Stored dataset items
******

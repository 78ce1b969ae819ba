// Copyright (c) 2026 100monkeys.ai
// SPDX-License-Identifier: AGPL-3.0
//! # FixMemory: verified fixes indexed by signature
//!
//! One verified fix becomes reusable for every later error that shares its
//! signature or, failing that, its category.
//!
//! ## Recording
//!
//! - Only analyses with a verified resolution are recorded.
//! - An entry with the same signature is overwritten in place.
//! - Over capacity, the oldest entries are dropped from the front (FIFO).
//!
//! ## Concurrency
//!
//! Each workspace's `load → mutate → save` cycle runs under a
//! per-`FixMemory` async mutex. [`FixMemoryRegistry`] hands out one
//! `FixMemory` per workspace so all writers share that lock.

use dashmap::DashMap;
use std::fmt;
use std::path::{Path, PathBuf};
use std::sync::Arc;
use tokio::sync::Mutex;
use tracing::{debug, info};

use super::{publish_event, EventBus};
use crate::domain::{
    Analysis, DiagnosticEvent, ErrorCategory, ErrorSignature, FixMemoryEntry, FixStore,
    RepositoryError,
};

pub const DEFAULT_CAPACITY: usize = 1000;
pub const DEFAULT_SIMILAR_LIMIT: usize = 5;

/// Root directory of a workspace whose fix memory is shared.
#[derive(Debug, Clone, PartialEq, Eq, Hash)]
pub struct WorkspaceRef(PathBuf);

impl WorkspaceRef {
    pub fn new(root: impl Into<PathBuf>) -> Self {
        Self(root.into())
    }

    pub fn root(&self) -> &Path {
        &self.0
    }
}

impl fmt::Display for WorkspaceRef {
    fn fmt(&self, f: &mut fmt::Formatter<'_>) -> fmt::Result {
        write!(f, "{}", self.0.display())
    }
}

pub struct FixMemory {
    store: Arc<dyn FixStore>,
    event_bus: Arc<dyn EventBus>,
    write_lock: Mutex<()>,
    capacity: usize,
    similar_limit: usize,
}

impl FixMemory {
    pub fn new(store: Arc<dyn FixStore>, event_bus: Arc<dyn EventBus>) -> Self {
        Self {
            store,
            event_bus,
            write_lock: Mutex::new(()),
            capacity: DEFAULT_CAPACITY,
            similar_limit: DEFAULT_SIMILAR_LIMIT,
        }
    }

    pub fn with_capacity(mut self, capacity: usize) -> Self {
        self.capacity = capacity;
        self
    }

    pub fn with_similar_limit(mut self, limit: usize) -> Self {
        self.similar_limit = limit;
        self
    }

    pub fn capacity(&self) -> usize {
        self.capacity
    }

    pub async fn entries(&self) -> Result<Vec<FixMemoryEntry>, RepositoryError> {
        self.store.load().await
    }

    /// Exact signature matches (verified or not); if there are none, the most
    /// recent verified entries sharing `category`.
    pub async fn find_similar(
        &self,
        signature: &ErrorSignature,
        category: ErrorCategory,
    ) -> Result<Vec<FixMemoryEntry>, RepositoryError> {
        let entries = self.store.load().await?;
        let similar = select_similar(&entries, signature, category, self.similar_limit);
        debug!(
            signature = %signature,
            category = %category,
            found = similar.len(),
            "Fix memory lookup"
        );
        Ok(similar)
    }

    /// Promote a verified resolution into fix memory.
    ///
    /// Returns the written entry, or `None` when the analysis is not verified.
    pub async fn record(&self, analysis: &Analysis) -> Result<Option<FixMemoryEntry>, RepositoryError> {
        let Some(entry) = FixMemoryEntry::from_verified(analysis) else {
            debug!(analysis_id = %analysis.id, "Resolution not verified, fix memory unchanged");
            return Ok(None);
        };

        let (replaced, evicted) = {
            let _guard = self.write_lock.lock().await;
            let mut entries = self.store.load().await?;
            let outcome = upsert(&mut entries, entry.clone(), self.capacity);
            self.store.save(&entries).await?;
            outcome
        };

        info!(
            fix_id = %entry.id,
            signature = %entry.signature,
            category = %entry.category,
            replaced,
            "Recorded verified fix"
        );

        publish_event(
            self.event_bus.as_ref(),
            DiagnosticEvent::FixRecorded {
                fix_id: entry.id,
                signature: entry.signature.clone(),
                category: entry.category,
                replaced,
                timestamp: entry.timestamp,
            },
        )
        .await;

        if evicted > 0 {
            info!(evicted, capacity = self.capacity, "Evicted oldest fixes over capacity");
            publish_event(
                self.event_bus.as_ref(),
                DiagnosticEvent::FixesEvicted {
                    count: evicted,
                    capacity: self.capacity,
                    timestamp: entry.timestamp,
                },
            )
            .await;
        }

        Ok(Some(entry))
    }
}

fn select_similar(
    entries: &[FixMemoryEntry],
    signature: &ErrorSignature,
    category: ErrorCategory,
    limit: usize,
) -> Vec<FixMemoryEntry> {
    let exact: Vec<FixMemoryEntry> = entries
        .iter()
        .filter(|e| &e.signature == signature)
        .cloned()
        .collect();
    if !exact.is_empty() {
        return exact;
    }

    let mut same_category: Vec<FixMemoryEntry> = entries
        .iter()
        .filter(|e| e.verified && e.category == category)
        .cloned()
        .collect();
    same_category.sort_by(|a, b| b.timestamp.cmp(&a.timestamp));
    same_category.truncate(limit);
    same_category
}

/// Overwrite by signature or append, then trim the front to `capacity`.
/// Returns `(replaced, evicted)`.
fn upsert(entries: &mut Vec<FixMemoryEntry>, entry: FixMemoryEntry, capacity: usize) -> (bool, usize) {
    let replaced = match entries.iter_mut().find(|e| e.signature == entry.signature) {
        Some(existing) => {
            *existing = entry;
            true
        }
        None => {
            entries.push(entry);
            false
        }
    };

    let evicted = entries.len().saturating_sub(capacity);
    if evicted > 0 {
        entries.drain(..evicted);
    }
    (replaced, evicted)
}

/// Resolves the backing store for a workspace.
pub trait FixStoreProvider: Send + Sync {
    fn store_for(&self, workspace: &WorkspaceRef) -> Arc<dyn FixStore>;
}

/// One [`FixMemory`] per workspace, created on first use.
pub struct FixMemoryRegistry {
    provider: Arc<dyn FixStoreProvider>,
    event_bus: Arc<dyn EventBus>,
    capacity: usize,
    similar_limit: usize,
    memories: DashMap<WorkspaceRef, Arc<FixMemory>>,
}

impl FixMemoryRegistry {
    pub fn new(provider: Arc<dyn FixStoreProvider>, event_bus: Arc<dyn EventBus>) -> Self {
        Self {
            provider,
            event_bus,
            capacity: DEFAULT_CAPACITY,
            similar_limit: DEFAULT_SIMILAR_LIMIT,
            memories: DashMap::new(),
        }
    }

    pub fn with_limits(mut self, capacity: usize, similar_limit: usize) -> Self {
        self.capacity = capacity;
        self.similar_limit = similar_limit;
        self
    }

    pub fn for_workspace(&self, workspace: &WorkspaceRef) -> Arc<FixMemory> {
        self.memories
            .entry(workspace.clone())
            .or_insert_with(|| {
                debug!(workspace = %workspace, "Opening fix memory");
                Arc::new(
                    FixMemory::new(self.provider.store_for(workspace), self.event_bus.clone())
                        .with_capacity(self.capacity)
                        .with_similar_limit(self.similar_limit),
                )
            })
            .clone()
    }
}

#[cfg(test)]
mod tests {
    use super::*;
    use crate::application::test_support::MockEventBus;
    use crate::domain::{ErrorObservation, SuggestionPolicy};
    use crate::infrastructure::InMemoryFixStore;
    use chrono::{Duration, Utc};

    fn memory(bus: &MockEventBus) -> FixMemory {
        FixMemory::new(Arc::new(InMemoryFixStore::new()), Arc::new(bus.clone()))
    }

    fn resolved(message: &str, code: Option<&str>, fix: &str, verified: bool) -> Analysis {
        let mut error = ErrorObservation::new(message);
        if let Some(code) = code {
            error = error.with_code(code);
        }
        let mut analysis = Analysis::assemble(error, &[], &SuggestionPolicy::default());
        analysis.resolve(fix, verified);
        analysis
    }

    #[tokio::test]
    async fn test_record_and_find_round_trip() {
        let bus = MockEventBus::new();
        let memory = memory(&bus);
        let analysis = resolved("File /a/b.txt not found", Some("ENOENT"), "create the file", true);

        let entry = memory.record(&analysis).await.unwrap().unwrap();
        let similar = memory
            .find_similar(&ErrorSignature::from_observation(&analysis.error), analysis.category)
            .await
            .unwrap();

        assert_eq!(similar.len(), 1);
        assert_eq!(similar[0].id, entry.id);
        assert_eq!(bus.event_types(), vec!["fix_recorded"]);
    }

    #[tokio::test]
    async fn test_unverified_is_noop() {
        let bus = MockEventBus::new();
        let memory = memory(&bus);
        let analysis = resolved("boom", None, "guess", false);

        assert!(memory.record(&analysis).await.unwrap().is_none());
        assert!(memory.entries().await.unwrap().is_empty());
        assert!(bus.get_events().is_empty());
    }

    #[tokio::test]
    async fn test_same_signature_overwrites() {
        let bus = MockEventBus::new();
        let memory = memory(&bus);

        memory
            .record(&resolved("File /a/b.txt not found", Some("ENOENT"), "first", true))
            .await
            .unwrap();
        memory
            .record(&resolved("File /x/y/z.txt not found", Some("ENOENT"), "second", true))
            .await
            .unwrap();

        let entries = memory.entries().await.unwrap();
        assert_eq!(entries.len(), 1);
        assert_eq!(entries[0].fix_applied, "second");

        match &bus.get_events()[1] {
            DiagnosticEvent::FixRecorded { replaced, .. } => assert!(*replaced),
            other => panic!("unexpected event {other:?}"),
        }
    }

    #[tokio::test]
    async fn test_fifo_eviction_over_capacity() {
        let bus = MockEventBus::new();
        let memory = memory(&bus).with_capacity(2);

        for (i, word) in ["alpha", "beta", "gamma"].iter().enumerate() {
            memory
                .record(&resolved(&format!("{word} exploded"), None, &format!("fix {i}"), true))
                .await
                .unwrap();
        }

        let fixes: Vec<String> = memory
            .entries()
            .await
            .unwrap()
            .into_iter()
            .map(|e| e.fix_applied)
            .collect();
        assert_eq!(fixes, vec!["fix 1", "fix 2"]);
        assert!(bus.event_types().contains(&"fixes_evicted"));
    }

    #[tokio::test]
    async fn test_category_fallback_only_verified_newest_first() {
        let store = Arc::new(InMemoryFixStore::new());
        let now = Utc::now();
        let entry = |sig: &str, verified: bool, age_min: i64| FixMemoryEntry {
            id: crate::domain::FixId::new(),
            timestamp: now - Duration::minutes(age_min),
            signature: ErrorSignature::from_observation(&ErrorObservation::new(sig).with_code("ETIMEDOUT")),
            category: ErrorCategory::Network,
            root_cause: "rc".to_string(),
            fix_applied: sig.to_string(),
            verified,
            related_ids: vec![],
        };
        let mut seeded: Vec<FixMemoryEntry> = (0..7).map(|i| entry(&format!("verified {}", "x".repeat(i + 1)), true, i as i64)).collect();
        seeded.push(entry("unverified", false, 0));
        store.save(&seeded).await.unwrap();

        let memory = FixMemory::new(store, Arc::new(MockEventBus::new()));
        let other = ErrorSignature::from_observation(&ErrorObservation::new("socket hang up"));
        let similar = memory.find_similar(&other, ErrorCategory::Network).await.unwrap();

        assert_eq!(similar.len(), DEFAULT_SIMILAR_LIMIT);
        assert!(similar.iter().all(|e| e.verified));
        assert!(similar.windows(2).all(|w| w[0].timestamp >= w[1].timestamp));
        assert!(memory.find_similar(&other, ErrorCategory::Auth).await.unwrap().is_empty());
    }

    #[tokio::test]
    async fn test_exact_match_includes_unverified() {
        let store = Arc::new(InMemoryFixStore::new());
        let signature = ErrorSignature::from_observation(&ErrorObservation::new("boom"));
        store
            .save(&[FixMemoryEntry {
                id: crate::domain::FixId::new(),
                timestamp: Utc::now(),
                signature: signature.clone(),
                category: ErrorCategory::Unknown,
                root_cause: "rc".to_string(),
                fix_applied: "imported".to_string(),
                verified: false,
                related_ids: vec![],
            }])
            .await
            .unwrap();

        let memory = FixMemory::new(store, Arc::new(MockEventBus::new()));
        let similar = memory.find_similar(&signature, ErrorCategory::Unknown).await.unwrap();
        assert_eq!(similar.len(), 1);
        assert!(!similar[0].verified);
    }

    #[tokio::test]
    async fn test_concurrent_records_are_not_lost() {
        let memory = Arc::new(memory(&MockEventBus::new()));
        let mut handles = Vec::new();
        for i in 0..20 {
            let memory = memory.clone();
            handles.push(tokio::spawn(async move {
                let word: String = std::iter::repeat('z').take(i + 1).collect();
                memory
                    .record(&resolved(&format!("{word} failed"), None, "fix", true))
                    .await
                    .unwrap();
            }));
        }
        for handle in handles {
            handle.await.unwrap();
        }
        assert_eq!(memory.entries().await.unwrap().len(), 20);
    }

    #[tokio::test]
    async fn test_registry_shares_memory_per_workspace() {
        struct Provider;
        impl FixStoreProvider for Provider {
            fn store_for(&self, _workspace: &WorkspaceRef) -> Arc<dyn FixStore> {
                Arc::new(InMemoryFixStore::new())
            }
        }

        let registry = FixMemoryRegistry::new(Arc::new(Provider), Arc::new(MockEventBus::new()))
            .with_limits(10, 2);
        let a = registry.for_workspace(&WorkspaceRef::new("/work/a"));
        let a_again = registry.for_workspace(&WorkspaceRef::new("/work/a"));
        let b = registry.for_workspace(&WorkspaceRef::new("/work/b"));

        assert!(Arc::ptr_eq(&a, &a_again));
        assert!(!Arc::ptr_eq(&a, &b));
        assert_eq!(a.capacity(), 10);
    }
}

******

ACTIVITY: The lines from the start of the entries above through the line containing "resolution are recorded." are the ones to return, please; copy them exactly and include both ends.

ANSWER AREA:
repository 78ce1b969ae819ba
// Copyright (c) 2026 100monkeys.ai
// SPDX-License-Identifier: AGPL-3.0
//! # FixMemory: verified fixes indexed by signature
//!
//! One verified fix becomes reusable for every later error that shares its
//! signature or, failing that, its category.
//!
//! ## Recording
//!
//! - Only analyses with a verified resolution are recorded.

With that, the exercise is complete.